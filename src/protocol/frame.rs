//! STM8 bootloader wire framing.
//!
//! Every exchange with the ROM bootloader uses one of three frame shapes,
//! each terminated by an XOR checksum:
//!
//! ```text
//! command:  +------+-------+          checksum of a single opcode is its
//!           | CMD  | ~CMD  |          bitwise complement (CMD ^ 0xFF)
//!           +------+-------+
//!
//! address:  +------+------+------+------+-------+
//!           | a31  | a23  | a15  | a7   |  XOR  |   big-endian, MSB first
//!           +------+------+------+------+-------+
//!
//! payload:  +------+------+-----+--------+-------+
//!           | N-1  | d0   | ... | d(N-1) |  XOR  |   checksum covers the
//!           +------+------+-----+--------+-------+   length byte and data
//! ```
//!
//! Lengths on the wire follow the bootloader's N-1 convention: to transfer
//! N bytes (1..=256) the length byte is `N - 1`.

use byteorder::{BigEndian, WriteBytesExt};

/// Synchronization byte; must be the very first byte on the wire so the
/// target's autobaud detection can lock onto the host rate.
pub const SYNCH: u8 = 0x7F;

/// Positive acknowledge.
pub const ACK: u8 = 0x79;

/// Negative acknowledge. During synchronization it means "already
/// synchronized" and counts as success.
pub const NACK: u8 = 0x1F;

/// Busy flag status. Defined by the bootloader but never expected in an
/// acknowledge slot; it is treated like any other unexpected byte.
pub const BUSY: u8 = 0xAA;

/// Total length of a GET response: ACK, byte count, version, five command
/// codes, ACK.
pub const GET_RESPONSE_LEN: usize = 9;

/// Largest number of bytes one READ transaction can transfer.
pub const MAX_READ_CHUNK: usize = 256;

/// Largest number of bytes one WRITE transaction can transfer.
pub const MAX_WRITE_CHUNK: usize = 128;

/// Bootloader command opcodes.
#[derive(Debug, Clone, Copy, PartialEq, Eq)]
#[repr(u8)]
pub enum Command {
    /// Get the bootloader version and the supported command codes.
    Get = 0x00,
    /// Read up to 256 bytes of memory.
    Read = 0x11,
    /// Jump to an address and hand over execution.
    Go = 0x21,
    /// Write up to 128 bytes to RAM or flash.
    Write = 0x31,
    /// Erase flash program memory / data EEPROM sectors.
    Erase = 0x43,
}

impl Command {
    /// The complement byte transmitted right after the opcode.
    #[must_use]
    pub fn complement(self) -> u8 {
        (self as u8) ^ 0xFF
    }

    /// The two-byte command frame `[opcode, ~opcode]`.
    #[must_use]
    pub fn frame(self) -> [u8; 2] {
        command_frame(self as u8)
    }
}

/// Build a command frame for a raw opcode byte.
#[must_use]
pub fn command_frame(opcode: u8) -> [u8; 2] {
    [opcode, opcode ^ 0xFF]
}

/// XOR of all bytes; the protocol's only integrity check.
#[must_use]
pub fn checksum(data: &[u8]) -> u8 {
    data.iter().fold(0, |acc, byte| acc ^ byte)
}

/// On-wire length byte for transferring `n` bytes (1..=256).
#[must_use]
#[allow(clippy::cast_possible_truncation)] // n - 1 fits after the range check
pub fn encode_len(n: usize) -> u8 {
    debug_assert!((1..=256).contains(&n), "transfer length out of range: {n}");
    (n - 1) as u8
}

/// 5-byte address frame: the address in big-endian order followed by the
/// XOR of its four bytes.
#[must_use]
#[allow(clippy::unwrap_used)] // Writing to Vec<u8> cannot fail
pub fn encode_addr(addr: u32) -> Vec<u8> {
    let mut frame = Vec::with_capacity(5);
    frame.write_u32::<BigEndian>(addr).unwrap();
    frame.push(checksum(&frame));
    frame
}

/// Payload frame for a WRITE transaction: `[N-1, data.., chk]` where the
/// checksum covers the length byte and every data byte.
#[must_use]
pub fn write_frame(data: &[u8]) -> Vec<u8> {
    debug_assert!(
        (1..=MAX_WRITE_CHUNK).contains(&data.len()),
        "write chunk out of range: {}",
        data.len()
    );
    let mut frame = Vec::with_capacity(data.len() + 2);
    frame.push(encode_len(data.len()));
    frame.extend_from_slice(data);
    frame.push(checksum(&frame));
    frame
}

/// 3-byte erase frame for a single sector: count-1 (zero), the sector code,
/// and their XOR.
#[must_use]
pub fn erase_frame(sector: u8) -> [u8; 3] {
    [0x00, sector, sector]
}

#[cfg(test)]
mod tests {
    use super::*;

    #[test]
    fn test_command_frame_complement_exhaustive() {
        for opcode in 0..=u8::MAX {
            let frame = command_frame(opcode);
            assert_eq!(frame[0], opcode);
            assert_eq!(frame[1], opcode ^ 0xFF);
        }
    }

    #[test]
    fn test_command_frames_match_wire_constants() {
        assert_eq!(Command::Get.frame(), [0x00, 0xFF]);
        assert_eq!(Command::Read.frame(), [0x11, 0xEE]);
        assert_eq!(Command::Go.frame(), [0x21, 0xDE]);
        assert_eq!(Command::Write.frame(), [0x31, 0xCE]);
        assert_eq!(Command::Erase.frame(), [0x43, 0xBC]);
    }

    #[test]
    fn test_encode_len_exhaustive() {
        for n in 1..=256 {
            assert_eq!(encode_len(n), (n - 1) as u8);
        }
    }

    #[test]
    fn test_encode_addr_layout() {
        for addr in [
            0x0000_0000,
            0x0000_8000,
            0x0000_8C00,
            0x0004_7FFF,
            0x1234_5678,
            0xFFFF_FFFF,
        ] {
            let frame = encode_addr(addr);
            assert_eq!(frame.len(), 5);
            assert_eq!(&frame[..4], &addr.to_be_bytes());
            assert_eq!(frame[4], frame[0] ^ frame[1] ^ frame[2] ^ frame[3]);
        }
    }

    #[test]
    fn test_encode_addr_flash_base() {
        // The address frame for 0x8000 as seen on the wire.
        assert_eq!(encode_addr(0x8000), vec![0x00, 0x00, 0x80, 0x00, 0x80]);
    }

    #[test]
    fn test_checksum_folds_xor() {
        assert_eq!(checksum(&[]), 0x00);
        assert_eq!(checksum(&[0x5A]), 0x5A);
        assert_eq!(checksum(&[0x01, 0x12, 0x34]), 0x27);
    }

    #[test]
    fn test_write_frame_trace() {
        // Write 2 bytes: length byte 0x01, data, checksum 0x01^0x12^0x34.
        assert_eq!(write_frame(&[0x12, 0x34]), vec![0x01, 0x12, 0x34, 0x27]);
    }

    #[test]
    fn test_write_frame_checksum_property() {
        for len in [1usize, 2, 3, 16, 127, 128] {
            let data: Vec<u8> = (0..len).map(|i| (i as u8).wrapping_mul(37)).collect();
            let frame = write_frame(&data);
            assert_eq!(frame.len(), len + 2);
            assert_eq!(frame[0], (len - 1) as u8);
            assert_eq!(&frame[1..=len], &data[..]);
            let expected = checksum(&data) ^ (len - 1) as u8;
            assert_eq!(frame[len + 1], expected);
        }
    }

    #[test]
    fn test_erase_frame() {
        assert_eq!(erase_frame(3), [0x00, 0x03, 0x03]);
        assert_eq!(erase_frame(0), [0x00, 0x00, 0x00]);
        assert_eq!(erase_frame(0xFF), [0x00, 0xFF, 0xFF]);
    }
}
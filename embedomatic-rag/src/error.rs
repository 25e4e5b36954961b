//! Error types for the `embedomatic-rag` crate.

use thiserror::Error;

/// Coarse classification of a [`RagError`].
///
/// Lets a caller decide between halting (configuration), asking the user for
/// a different file (load), retrying later (provider, store) or prompting
/// for an ingestion first (session).
#[derive(Debug, Clone, Copy, PartialEq, Eq)]
pub enum ErrorKind {
    /// Required configuration is missing or malformed.
    Configuration,
    /// The uploaded file could not be read or parsed.
    Load,
    /// The embedding or chat-completion provider failed.
    Provider,
    /// The vector database failed or the collection is missing.
    Store,
    /// The session has no active collection.
    Session,
}

/// Errors that can occur in RAG operations.
#[derive(Debug, Error)]
pub enum RagError {
    /// A configuration validation error.
    #[error("Configuration error: {0}")]
    ConfigError(String),

    /// The document could not be read or parsed.
    #[error("Failed to load '{path}': {message}")]
    LoadError {
        /// Path of the offending file.
        path: String,
        /// A description of the failure.
        message: String,
    },

    /// The file extension is not one of the supported document formats.
    #[error("Unsupported document format: '{path}'")]
    UnsupportedFormat {
        /// Path of the offending file.
        path: String,
    },

    /// Splitting produced no chunks, so there is nothing to ingest.
    #[error("Nothing to ingest: '{document}' contains no text")]
    EmptyDocument {
        /// Identity of the empty document.
        document: String,
    },

    /// An error occurred during embedding generation.
    #[error("Embedding error ({provider}): {message}")]
    EmbeddingError {
        /// The embedding provider that produced the error.
        provider: String,
        /// A description of the failure.
        message: String,
        /// Whether repeating the request may succeed.
        transient: bool,
    },

    /// An error occurred during chat completion.
    #[error("Generation error ({provider}): {message}")]
    GenerationError {
        /// The chat provider that produced the error.
        provider: String,
        /// A description of the failure.
        message: String,
        /// Whether repeating the request may succeed.
        transient: bool,
    },

    /// An error occurred in the vector store backend.
    #[error("Vector store error ({backend}): {message}")]
    VectorStoreError {
        /// The vector store backend that produced the error.
        backend: String,
        /// A description of the failure.
        message: String,
    },

    /// The named collection does not exist in the vector store.
    #[error("Collection '{collection}' does not exist")]
    CollectionNotFound {
        /// The requested collection name.
        collection: String,
    },

    /// A query was issued before any document was ingested.
    #[error("No document has been processed yet")]
    NoActiveCollection,
}

impl RagError {
    /// Classify this error according to the failure taxonomy.
    pub fn kind(&self) -> ErrorKind {
        match self {
            Self::ConfigError(_) => ErrorKind::Configuration,
            Self::LoadError { .. } | Self::UnsupportedFormat { .. } | Self::EmptyDocument { .. } => {
                ErrorKind::Load
            }
            Self::EmbeddingError { .. } | Self::GenerationError { .. } => ErrorKind::Provider,
            Self::VectorStoreError { .. } | Self::CollectionNotFound { .. } => ErrorKind::Store,
            Self::NoActiveCollection => ErrorKind::Session,
        }
    }

    /// Whether repeating the failed call may succeed without user action.
    pub fn is_transient(&self) -> bool {
        match self {
            Self::EmbeddingError { transient, .. } | Self::GenerationError { transient, .. } => {
                *transient
            }
            _ => false,
        }
    }
}

/// A convenience result type for RAG operations.
pub type Result<T> = std::result::Result<T, RagError>;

▸ Task prompt: Begin at the line that has "N bytes (1..=256)" in the entries above; stop after the line that has "pub const ACK: u8 = 0x79;". Transcribe exactly those lines and no others.

▸ Task answer:
//! N bytes (1..=256) the length byte is `N - 1`.

use byteorder::{BigEndian, WriteBytesExt};

/// Synchronization byte; must be the very first byte on the wire so the
/// target's autobaud detection can lock onto the host rate.
pub const SYNCH: u8 = 0x7F;

/// Positive acknowledge.
pub const ACK: u8 = 0x79;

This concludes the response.